[Extracted entries Boundary: Start]
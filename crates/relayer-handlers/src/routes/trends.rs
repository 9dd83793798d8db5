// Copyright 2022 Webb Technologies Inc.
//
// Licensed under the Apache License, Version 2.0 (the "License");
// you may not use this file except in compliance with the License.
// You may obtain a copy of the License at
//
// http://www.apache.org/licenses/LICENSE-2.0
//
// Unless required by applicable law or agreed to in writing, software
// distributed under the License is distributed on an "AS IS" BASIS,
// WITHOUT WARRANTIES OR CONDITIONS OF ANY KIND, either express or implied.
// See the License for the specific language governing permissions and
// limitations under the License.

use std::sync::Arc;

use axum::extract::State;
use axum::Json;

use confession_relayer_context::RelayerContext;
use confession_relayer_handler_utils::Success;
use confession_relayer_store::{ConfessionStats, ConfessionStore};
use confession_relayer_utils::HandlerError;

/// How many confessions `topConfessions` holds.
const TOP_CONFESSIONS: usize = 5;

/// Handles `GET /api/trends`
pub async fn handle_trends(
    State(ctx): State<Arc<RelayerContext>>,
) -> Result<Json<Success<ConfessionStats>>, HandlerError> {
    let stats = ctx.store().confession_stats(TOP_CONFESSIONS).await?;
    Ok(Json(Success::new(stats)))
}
[Extracted entries Boundary: End]
What is expected. Write out again only the lines from the one with "-> Result<Json<Success<ConfessionStats>>, HandlerError>" through the last line of the records above. Keep every word as it stands.

Solution for this task.
) -> Result<Json<Success<ConfessionStats>>, HandlerError> {
    let stats = ctx.store().confession_stats(TOP_CONFESSIONS).await?;
    Ok(Json(Success::new(stats)))
}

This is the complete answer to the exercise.